The Central Region is an area of great consequence and one that merits 
our continued, strong investment. We will need to remain present, 
properly postured, and actively engaged there for the foreseeable 
                          a retrospective look
    This past year, we worked through a number of tough challenges 
throughout the Central Region. Five specific areas required a larger 
share of our energy and attention. Foremost among them is Operation 
Inherent Resolve in Iraq and Syria. American military action, coupled 
with our leadership of the 66-member international coalition, has 
achieved substantial progress in combatting ISIL. We have degraded the 
organization, which was Phase I of the military campaign, and we are 
well along in Phase II operations which focus on dismantling ISIL. The 
forging of a whole-of-government effort has maximized the effectiveness 
of military and diplomatic actions. At the same time, we are providing 
support to the Gulf Cooperation Council (GCC)-led Coalition in Yemen. 

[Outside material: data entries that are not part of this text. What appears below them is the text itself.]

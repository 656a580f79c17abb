//! Observability: health probes and logging setup.

pub mod health;

pub use health::{health_router, HealthState};

use tracing_subscriber::{fmt, layer::SubscriberExt, util::SubscriberInitExt, EnvFilter};

/// Initialize structured logging from `RUST_LOG` (default `info`).
pub fn init_tracing() {
    let filter = EnvFilter::try_from_default_env().unwrap_or_else(|_| EnvFilter::new("info"));
    tracing_subscriber::registry()
        .with(filter)
        .with(fmt::layer().with_target(true))
        .init();
}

Additionally, we maintain pressure on extremist networks and actively 
pursue terrorists in the region on a daily basis. Next, we continue to 
support operations in Afghanistan where we have transitioned to a 
mission focused on helping the Afghans to build needed capability and 
fortify their security forces, while we continue to take direct action 
against al Qaeda (AQ), ISIL-Khorasan Group (ISIL-KP), and others that 
present a threat to U.S. and coalition forces. Finally, we keep a close 
eye on Iran. We are hopeful that the controls put in place as a result 
of the Joint Comprehensive Plan of Action (JCPOA) agreement will 
discourage Iran from pursuing a nuclear weapon. Regardless, Iran 
maintains hegemonic ambitions and will continue to pose a threat to the 
region through the employment of various anti-access and area denial 
(A2/AD) capabilities, theater ballistic missile and cyber capabilities, 
aggressive maritime activities, and the destabilizing activities of the 
Iranian Threat Network (ITN) and its Iranian Revolutionary Guard Corps-
Qods Forces (IRGC-QF), and other proxies operating in the region.
    The command's primary focus this past year has been the ongoing 
fight against transnational VEOs, and namely ISIL or what is referred 
to by many in the region as ``Daesh.'' While the group's military 
capabilities have been degraded in Iraq and Syria, which represents the 
center of ISIL's self-proclaimed Caliphate, the group remains a 
legitimate terrorist threat in both countries and has expanded its 
reach to other parts of the globe, including Egypt, Afghanistan-
Pakistan, Yemen, Libya, West Africa, and parts of the Pacific. ISIL's 
presence undermines nation-states while driving competition for 
leadership among global jihadists. This competition has led to 
increased activity by ISIL and AQ which, although its capability is 
degraded, remains relevant and active throughout the region. ISIL's 
insidious activities perpetuate sectarian conflict and, if not 
effectively addressed, could serve to spark a broader regional 
sectarian war. For these and a host of other reasons, ISIL poses the 
most immediate security threat to our interests and the interests of 
our partners and allies. It must be--and it will be--defeated.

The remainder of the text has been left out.